Would you reproduce every line of the material exactly?

>>>>>

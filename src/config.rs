//! Configuration types.

use std::time::Duration;

use crate::error::ConfigError;

/// Upper bound for the heartbeat interval and timeout (one week).
pub const MAX_HEARTBEAT: Duration = Duration::from_secs(7 * 24 * 60 * 60);

/// Dispatcher configuration.
#[derive(Debug, Clone)]
pub struct DispatcherConfig {
    /// Port the WebSocket/REST server listens on.
    pub port: u16,
    /// How often the liveness monitor scans workers and sends probes.
    pub heartbeat_interval: Duration,
    /// Heartbeat age after which a worker is reaped.
    pub heartbeat_timeout: Duration,
    /// Capability assumed when a worker registers without declaring any.
    pub default_capability: String,
    /// Capacity of the broadcast channel that carries dispatch events.
    pub event_capacity: usize,
}

impl Default for DispatcherConfig {
    fn default() -> Self {
        Self {
            port: 8081,
            heartbeat_interval: Duration::from_secs(30),
            heartbeat_timeout: Duration::from_secs(60),
            default_capability: "general".to_string(),
            event_capacity: 256,
        }
    }
}

impl DispatcherConfig {
    /// Build the configuration from `DISPATCH_*` environment variables,
    /// falling back to the defaults for anything unset.
    pub fn from_env() -> Result<Self, ConfigError> {
        Self::from_lookup(|key| std::env::var(key).ok())
    }

    /// Build the configuration from any key/value source.
    pub fn from_lookup<F>(lookup: F) -> Result<Self, ConfigError>
    where
        F: Fn(&str) -> Option<String>,
    {
        let defaults = Self::default();

        let port = parse_var(&lookup, "DISPATCH_PORT", defaults.port)?;
        let interval_secs = parse_var(
            &lookup,
            "DISPATCH_HEARTBEAT_INTERVAL_SECS",
            defaults.heartbeat_interval.as_secs(),
        )?;
        let doubled = interval_secs
            .checked_mul(2)
            .ok_or_else(|| ConfigError::InvalidValue {
                key: "DISPATCH_HEARTBEAT_INTERVAL_SECS".to_string(),
                message: format!("{interval_secs} is too large"),
            })?;
        let timeout_secs = parse_var(&lookup, "DISPATCH_HEARTBEAT_TIMEOUT_SECS", doubled)?;
        let default_capability = lookup("DISPATCH_DEFAULT_CAPABILITY")
            .map(|s| s.trim().to_string())
            .filter(|s| !s.is_empty())
            .unwrap_or(defaults.default_capability);
        let event_capacity = parse_var(&lookup, "DISPATCH_EVENT_CAPACITY", defaults.event_capacity)?;

        let config = Self {
            port,
            heartbeat_interval: Duration::from_secs(interval_secs),
            heartbeat_timeout: Duration::from_secs(timeout_secs),
            default_capability,
            event_capacity,
        };
        config.validate()?;
        Ok(config)
    }

    /// Check the relations between fields.
    pub fn validate(&self) -> Result<(), ConfigError> {
        if self.heartbeat_interval.is_zero() {
            return Err(ConfigError::InvalidValue {
                key: "heartbeat_interval".to_string(),
                message: "must be greater than zero".to_string(),
            });
        }
        if self.heartbeat_interval > MAX_HEARTBEAT {
            return Err(ConfigError::InvalidValue {
                key: "heartbeat_interval".to_string(),
                message: format!("must not exceed {:?}", MAX_HEARTBEAT),
            });
        }
        if self.heartbeat_timeout > MAX_HEARTBEAT {
            return Err(ConfigError::InvalidValue {
                key: "heartbeat_timeout".to_string(),
                message: format!("must not exceed {:?}", MAX_HEARTBEAT),
            });
        }
        if self.heartbeat_timeout <= self.heartbeat_interval {
            return Err(ConfigError::InvalidValue {
                key: "heartbeat_timeout".to_string(),
                message: format!(
                    "{:?} must be greater than the heartbeat interval {:?}",
                    self.heartbeat_timeout, self.heartbeat_interval
                ),
            });
        }
        if self.event_capacity == 0 {
            return Err(ConfigError::InvalidValue {
                key: "event_capacity".to_string(),
                message: "must be greater than zero".to_string(),
            });
        }
        Ok(())
    }
}

fn parse_var<T, F>(lookup: &F, key: &str, default: T) -> Result<T, ConfigError>
where
    T: std::str::FromStr,
    T::Err: std::fmt::Display,
    F: Fn(&str) -> Option<String>,
{
    match lookup(key) {
        Some(raw) => raw.trim().parse().map_err(|e: T::Err| ConfigError::InvalidValue {
            key: key.to_string(),
            message: e.to_string(),
        }),
        None => Ok(default),
    }
}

<<<<<

• **ANSWER BOX**:
filename src/config.rs
//! Configuration types.

use std::time::Duration;

use crate::error::ConfigError;

/// Upper bound for the heartbeat interval and timeout (one week).
pub const MAX_HEARTBEAT: Duration = Duration::from_secs(7 * 24 * 60 * 60);

/// Dispatcher configuration.
#[derive(Debug, Clone)]
pub struct DispatcherConfig {
    /// Port the WebSocket/REST server listens on.
    pub port: u16,
    /// How often the liveness monitor scans workers and sends probes.
    pub heartbeat_interval: Duration,
    /// Heartbeat age after which a worker is reaped.
    pub heartbeat_timeout: Duration,
    /// Capability assumed when a worker registers without declaring any.
    pub default_capability: String,
    /// Capacity of the broadcast channel that carries dispatch events.
    pub event_capacity: usize,
}

impl Default for DispatcherConfig {
    fn default() -> Self {
        Self {
            port: 8081,
            heartbeat_interval: Duration::from_secs(30),
            heartbeat_timeout: Duration::from_secs(60),
            default_capability: "general".to_string(),
            event_capacity: 256,
        }
    }
}

impl DispatcherConfig {
    /// Build the configuration from `DISPATCH_*` environment variables,
    /// falling back to the defaults for anything unset.
    pub fn from_env() -> Result<Self, ConfigError> {
        Self::from_lookup(|key| std::env::var(key).ok())
    }

    /// Build the configuration from any key/value source.
    pub fn from_lookup<F>(lookup: F) -> Result<Self, ConfigError>
    where
        F: Fn(&str) -> Option<String>,
    {
        let defaults = Self::default();

        let port = parse_var(&lookup, "DISPATCH_PORT", defaults.port)?;
        let interval_secs = parse_var(
            &lookup,
            "DISPATCH_HEARTBEAT_INTERVAL_SECS",
            defaults.heartbeat_interval.as_secs(),
        )?;
        let doubled = interval_secs
            .checked_mul(2)
            .ok_or_else(|| ConfigError::InvalidValue {
                key: "DISPATCH_HEARTBEAT_INTERVAL_SECS".to_string(),
                message: format!("{interval_secs} is too large"),
            })?;
        let timeout_secs = parse_var(&lookup, "DISPATCH_HEARTBEAT_TIMEOUT_SECS", doubled)?;
        let default_capability = lookup("DISPATCH_DEFAULT_CAPABILITY")
            .map(|s| s.trim().to_string())
            .filter(|s| !s.is_empty())
            .unwrap_or(defaults.default_capability);
        let event_capacity = parse_var(&lookup, "DISPATCH_EVENT_CAPACITY", defaults.event_capacity)?;

        let config = Self {
            port,
            heartbeat_interval: Duration::from_secs(interval_secs),
            heartbeat_timeout: Duration::from_secs(timeout_secs),
            default_capability,
            event_capacity,
        };
        config.validate()?;
        Ok(config)
    }

    /// Check the relations between fields.
    pub fn validate(&self) -> Result<(), ConfigError> {
        if self.heartbeat_interval.is_zero() {
            return Err(ConfigError::InvalidValue {
                key: "heartbeat_interval".to_string(),
                message: "must be greater than zero".to_string(),
            });
        }
        if self.heartbeat_interval > MAX_HEARTBEAT {
            return Err(ConfigError::InvalidValue {
                key: "heartbeat_interval".to_string(),
                message: format!("must not exceed {:?}", MAX_HEARTBEAT),
            });
        }
        if self.heartbeat_timeout > MAX_HEARTBEAT {
            return Err(ConfigError::InvalidValue {
                key: "heartbeat_timeout".to_string(),
                message: format!("must not exceed {:?}", MAX_HEARTBEAT),
            });
        }
        if self.heartbeat_timeout <= self.heartbeat_interval {
            return Err(ConfigError::InvalidValue {
                key: "heartbeat_timeout".to_string(),
                message: format!(
                    "{:?} must be greater than the heartbeat interval {:?}",
                    self.heartbeat_timeout, self.heartbeat_interval
                ),
            });
        }
        if self.event_capacity == 0 {
            return Err(ConfigError::InvalidValue {
                key: "event_capacity".to_string(),
                message: "must be greater than zero".to_string(),
            });
        }
        Ok(())
    }
}

fn parse_var<T, F>(lookup: &F, key: &str, default: T) -> Result<T, ConfigError>
where
    T: std::str::FromStr,
    T::Err: std::fmt::Display,
    F: Fn(&str) -> Option<String>,
{
    match lookup(key) {
        Some(raw) => raw.trim().parse().map_err(|e: T::Err| ConfigError::InvalidValue {
            key: key.to_string(),
            message: e.to_string(),
        }),
        None => Ok(default),
    }
}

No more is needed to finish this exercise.